The green man crossings were a welcome and familiar sight but the combination of POL, big road panic, lack of Hub’s ever protective arm, a dizzy spell, tiredness and a protruding tram line and I was down.

Like a sack of spuds.

Hub left the cases and was by my side – I was still on the tram line with a big white and blue monster bearing down on me.

From nowhere it seemed, an angel in long dark pigtails who spoke beautiful English was there at my other side.

“We must get your wife off the tram line.  It is very dangerous here. I will help you.”

And she did.  The kind words, her firm but safe hands, Hub’s arm and the good old stick got me up off the floor and to the safety of the island.

The temptation to blub and shake was very strong but it vanished as the angel admired my newly polished purple glittering nails (thank you Sarah) and then imparted the following information:

  • Think bicycle/scooter first – then tram – and always use the crossings with the green man because the trams won’t move until you are clear and the red man lights up
  • Be careful in the very touristy areas because pickpockets are rife
  • Don’t buy a one hour tram ticket – you can’t get anywhere in that time and a twenty-four hour ticket is much better value
  • Visit Smits Koffiehuis by the station. the food is good, they speak English and it is next door to the Tourist Information Bureau – the VVV.
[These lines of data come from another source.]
//! Cost tracking and pricing for provider usage
//!
//! # Features
//!
//! - **Pricing**: per-provider token prices, including cached-prompt rates
//! - **Accounting**: running totals, average per request, cache savings
//! - **Projection**: naive monthly projection from the current hourly cost
//!
//! # Example
//!
//! ```rust
//! use gateway_core::cost::{CostAccountant, PricingTable};
//! use gateway_core::types::{ProviderKind, TokenUsage};
//!
//! let accountant = CostAccountant::new(PricingTable::with_defaults());
//! let cost = accountant.record(ProviderKind::DeepSeek, &TokenUsage::new(1_000, 200));
//! assert!(cost.net() > 0.0);
//! ```

mod accountant;
mod pricing;

pub use accountant::{CostAccountant, CostAnalysis, HOURS_PER_MONTH, ProviderCostStats};
pub use pricing::{CallCost, PricingTable, TokenPrice};
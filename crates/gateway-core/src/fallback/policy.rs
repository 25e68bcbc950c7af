//! Deterministic candidate ordering

use super::state::HealthRegistry;
use crate::types::ProviderKind;

/// Orders the providers a request may be served by
#[derive(Debug, Clone, PartialEq)]
pub struct FallbackPolicy {
    order: Vec<ProviderKind>,
}

impl FallbackPolicy {
    /// `order` lists remote providers; Mock is always appended last
    pub fn new(order: Vec<ProviderKind>) -> Self {
        let mut seen = Vec::with_capacity(order.len());
        for provider in order {
            if provider != ProviderKind::Mock && !seen.contains(&provider) {
                seen.push(provider);
            }
        }
        Self { order: seen }
    }

    pub fn order(&self) -> &[ProviderKind] {
        &self.order
    }

    /// Every provider a single request may touch, in the order they are tried
    ///
    /// The requested provider always comes first. The rest follow the
    /// configured order with providers in failure cooldown moved behind
    /// healthy ones, and Mock closes the list.
    pub fn candidates(
        &self,
        requested: Option<ProviderKind>,
        health: &HealthRegistry,
    ) -> Vec<ProviderKind> {
        let mut candidates = Vec::with_capacity(self.order.len() + 2);
        if let Some(requested) = requested {
            candidates.push(requested);
        }

        let remaining: Vec<ProviderKind> = self
            .order
            .iter()
            .copied()
            .filter(|p| !candidates.contains(p))
            .collect();
        let (healthy, cooling): (Vec<_>, Vec<_>) =
            remaining.into_iter().partition(|p| health.is_available(*p));
        candidates.extend(healthy);
        candidates.extend(cooling);

        if !candidates.contains(&ProviderKind::Mock) {
            candidates.push(ProviderKind::Mock);
        }
        candidates
    }
}

impl Default for FallbackPolicy {
    fn default() -> Self {
        Self::new(ProviderKind::REMOTE.to_vec())
    }
}

#[cfg(test)]
mod tests {
    use super::*;
    use crate::error::FailureKind;
    use std::time::Duration;

    fn health() -> HealthRegistry {
        HealthRegistry::new(Duration::from_secs(60))
    }

    #[test]
    fn test_default_order_ends_with_mock() {
        let candidates = FallbackPolicy::default().candidates(None, &health());
        assert_eq!(
            candidates,
            vec![
                ProviderKind::Claude,
                ProviderKind::Gemini,
                ProviderKind::DeepSeek,
                ProviderKind::Kimi,
                ProviderKind::Mock,
            ]
        );
    }

    #[test]
    fn test_requested_provider_goes_first_once() {
        let candidates = FallbackPolicy::default().candidates(Some(ProviderKind::DeepSeek), &health());
        assert_eq!(candidates[0], ProviderKind::DeepSeek);
        assert_eq!(
            candidates.iter().filter(|p| **p == ProviderKind::DeepSeek).count(),
            1
        );
        assert_eq!(candidates.len(), 5);
    }

    #[test]
    fn test_cooling_providers_move_back() {
        let health = health();
        health.record_failure(ProviderKind::Claude, FailureKind::Timeout);
        let candidates = FallbackPolicy::default().candidates(None, &health);
        assert_eq!(
            candidates,
            vec![
                ProviderKind::Gemini,
                ProviderKind::DeepSeek,
                ProviderKind::Kimi,
                ProviderKind::Claude,
                ProviderKind::Mock,
            ]
        );
    }

    #[test]
    fn test_requested_mock_leads() {
        let policy = FallbackPolicy::new(vec![ProviderKind::Kimi, ProviderKind::Mock]);
        assert_eq!(policy.order(), &[ProviderKind::Kimi]);
        let candidates = policy.candidates(Some(ProviderKind::Mock), &health());
        assert_eq!(candidates, vec![ProviderKind::Mock, ProviderKind::Kimi]);
    }
}
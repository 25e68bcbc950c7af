//! Stream chunk reconstructor
//!
//! Synchronous core of the streaming path: raw byte pieces go in, bounded
//! content frames come out. It performs no I/O, so the driver decides when to
//! read and the reconstructor only decides what to emit.

use super::breakpoint::find_breakpoint;
use super::frame::{CapReason, CompleteFrame, ContentFrame, ContinuationFrame, ErrorFrame, StreamFrame};
use super::limits::StreamLimits;
use super::utf8::Utf8Carry;
use crate::error::GatewayError;
use crate::types::{ProviderKind, TokenUsage};

#[derive(Debug)]
pub struct ChunkReconstructor {
    limits: StreamLimits,
    utf8: Utf8Carry,
    buffer: String,
    /// Concatenation of every emitted content payload
    emitted: String,
    /// Characters received (emitted plus buffered)
    total_length: usize,
    chunk_count: usize,
    capped: Option<CapReason>,
}

impl ChunkReconstructor {
    pub fn new(limits: StreamLimits) -> Self {
        Self {
            limits,
            utf8: Utf8Carry::new(),
            buffer: String::new(),
            emitted: String::new(),
            total_length: 0,
            chunk_count: 0,
            capped: None,
        }
    }

    /// Feed one raw read
    ///
    /// Once a ceiling is hit the returned frames end with a `continuation`
    /// and every later call returns nothing.
    pub fn push(&mut self, bytes: &[u8]) -> Vec<StreamFrame> {
        if self.capped.is_some() {
            return Vec::new();
        }
        let text = self.utf8.decode(bytes);
        self.accept(&text)
    }

    /// The upstream is exhausted: flush the buffer
    pub fn finish(&mut self) -> Vec<StreamFrame> {
        if self.capped.is_some() {
            return Vec::new();
        }
        let mut frames = match self.utf8.finish() {
            Some(tail) => self.accept(&tail),
            None => Vec::new(),
        };
        if self.capped.is_none() && !self.buffer.is_empty() {
            if self.chunk_count < self.limits.max_chunks {
                let rest = std::mem::take(&mut self.buffer);
                frames.push(self.emit(rest));
            } else {
                frames.push(self.cap(CapReason::MaxChunks));
            }
        }
        frames
    }

    fn accept(&mut self, text: &str) -> Vec<StreamFrame> {
        let mut frames = Vec::new();
        if text.is_empty() {
            return frames;
        }

        let allowance = self.limits.max_length.saturating_sub(self.total_length);
        let incoming = text.chars().count();
        let over_length = incoming > allowance;
        if over_length {
            let cut = text
                .char_indices()
                .nth(allowance)
                .map_or(text.len(), |(idx, _)| idx);
            self.buffer.push_str(&text[..cut]);
            self.total_length += allowance;
        } else {
            self.buffer.push_str(text);
            self.total_length += incoming;
        }

        while self.buffer.chars().count() > self.limits.chunk_size {
            if self.chunk_count >= self.limits.max_chunks {
                frames.push(self.cap(CapReason::MaxChunks));
                return frames;
            }
            let at = find_breakpoint(&self.buffer);
            let rest = self.buffer.split_off(at);
            let chunk = std::mem::replace(&mut self.buffer, rest);
            frames.push(self.emit(chunk));
        }

        if over_length {
            // flush what still fits under the chunk ceiling, then stop
            if !self.buffer.is_empty() && self.chunk_count < self.limits.max_chunks {
                let rest = std::mem::take(&mut self.buffer);
                frames.push(self.emit(rest));
            }
            frames.push(self.cap(CapReason::MaxLength));
        }
        frames
    }

    fn emit(&mut self, chunk: String) -> StreamFrame {
        self.emitted.push_str(&chunk);
        let frame = ContentFrame {
            content: chunk,
            accumulated: self.emitted.clone(),
            chunk_index: self.chunk_count,
            total_length: self.total_length,
            buffer_remaining: self.buffer.chars().count(),
        };
        self.chunk_count += 1;
        StreamFrame::Content(frame)
    }

    fn cap(&mut self, reason: CapReason) -> StreamFrame {
        self.capped = Some(reason);
        tracing::info!(
            reason = ?reason,
            total_length = self.total_length,
            chunk_count = self.chunk_count,
            "stream capped"
        );
        StreamFrame::Continuation(ContinuationFrame {
            reason,
            message: format!("Output {}; request a continuation for more.", reason),
            total_length: self.emitted_length(),
            chunk_count: self.chunk_count,
        })
    }

    /// A ceiling stopped the stream
    pub fn is_capped(&self) -> bool {
        self.capped.is_some()
    }

    pub fn chunk_count(&self) -> usize {
        self.chunk_count
    }

    pub fn emitted(&self) -> &str {
        &self.emitted
    }

    fn emitted_length(&self) -> usize {
        self.emitted.chars().count()
    }

    /// Terminal frame for a stream that ended normally or was capped
    pub fn complete(&self, provider: ProviderKind, used_fallback: bool, usage: TokenUsage) -> StreamFrame {
        StreamFrame::Complete(CompleteFrame {
            full_content: self.emitted.clone(),
            total_length: self.emitted_length(),
            chunk_count: self.chunk_count,
            truncated: self.is_capped(),
            provider,
            used_fallback,
            usage,
        })
    }

    /// Terminal frame for a stream that failed midway
    pub fn error(&self, provider: ProviderKind, error: &GatewayError) -> StreamFrame {
        StreamFrame::Error(ErrorFrame {
            message: error.to_string(),
            code: error.error_code().to_string(),
            provider,
            partial_content: self.emitted.clone(),
            total_length: self.total_length,
            chunk_count: self.chunk_count,
        })
    }
}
She showed us the way to our hotel. shook hands, wished us luck and was gone – back into the night.

Our hotel was just around the corner. The receptionist was very sympathetic about my fall, also spoke excellent English, and within a few moments we were in the lift and in our peaceful air con room courtesy of another angel.

POL was sore.  Other leg took the brunt of the fall and has some very impressive bruises.

But we had arrived.  We were safe.

And Amsterdam was proving to be a place of kind angels.